Anil Jain, India’s coal secretary, made the remarks while launching a report by the National Foundation for India (NFI) on the socio-economic impacts of weaning the country off coal.

“Now there is an international consensus. There is a goal: phasedown, which will happen. India is a signatory to that. I’m sure in the coming years the pressure will be to quantify the phasing down. We cannot escape that and nor does India intend to dilute its commitment,” he said.

India, backed by China, made a last-minute diplomatic push at the Cop26 climate talks in Glasgow to water down the language of the final agreement from calling for a “phaseout” of unabated coal power to a “phasedown”.

Prime minister Narendra Modi has promoted coal mine expansion, with plans to ramp up domestic coal production from 783 million tonnes in 2019 to one billion tonnes per year as part of his self-reliant India policy.

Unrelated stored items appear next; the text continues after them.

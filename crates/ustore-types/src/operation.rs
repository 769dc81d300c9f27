use std::fmt;
use std::str::FromStr;

use thiserror::Error;

/// Operation selected with `-operation` for a single invocation.
#[derive(Debug, Clone, Copy, PartialEq, Eq)]
pub enum Operation {
    List,
    Add,
    Remove,
    FindById,
}

#[derive(Error, Debug, Clone, PartialEq, Eq)]
#[error("Operation {0} not allowed!")]
pub struct UnknownOperation(pub String);

impl Operation {
    pub const ALL: [Operation; 4] = [
        Operation::List,
        Operation::Add,
        Operation::Remove,
        Operation::FindById,
    ];

    pub fn as_str(&self) -> &'static str {
        match self {
            Operation::List => "list",
            Operation::Add => "add",
            Operation::Remove => "remove",
            Operation::FindById => "findById",
        }
    }
}

impl FromStr for Operation {
    type Err = UnknownOperation;

    fn from_str(s: &str) -> Result<Self, Self::Err> {
        Operation::ALL
            .into_iter()
            .find(|op| op.as_str() == s)
            .ok_or_else(|| UnknownOperation(s.to_string()))
    }
}

impl fmt::Display for Operation {
    fn fmt(&self, f: &mut fmt::Formatter<'_>) -> fmt::Result {
        f.write_str(self.as_str())
    }
}
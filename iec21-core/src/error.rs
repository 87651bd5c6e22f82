use thiserror::Error;

/// Main error type for IEC 62056-21 operations
#[derive(Error, Debug)]
pub enum Iec21Error {
    #[error("Connection error: {0}")]
    Connection(#[from] std::io::Error),

    #[error("Timeout")]
    Timeout,

    #[error("Framing error: {0}")]
    Framing(String),

    #[error(
        "Block check character (BCC) does not match. Received: 0x{received:02X}, expected: 0x{expected:02X}"
    )]
    Checksum { received: u8, expected: u8 },

    #[error("Configuration error: {0}")]
    Configuration(String),

    #[error("Invalid state: {0}")]
    InvalidState(String),
}

impl Iec21Error {
    /// The meter stayed silent for longer than the configured timeout
    pub fn is_timeout(&self) -> bool {
        matches!(self, Iec21Error::Timeout)
    }

    /// A delimiter or control byte was missing or wrong
    pub fn is_framing(&self) -> bool {
        matches!(self, Iec21Error::Framing(_))
    }

    pub fn is_checksum(&self) -> bool {
        matches!(self, Iec21Error::Checksum { .. })
    }
}

/// Result type alias for IEC 62056-21 operations
pub type Iec21Result<T> = Result<T, Iec21Error>;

But analysts say the plans are incompatible with India’s strengthened headline climate targets for 2030 and 2070 net zero goal announced by Modi at Cop26.

The newly launched NFI report says the carbon neutrality goal alone “sounds the death knell for coal expansion in the country” and “puts India on a path to transition towards a cleaner greener economy”. But with millions of people dependent on the coal sector, NFI says India needs a transition plan.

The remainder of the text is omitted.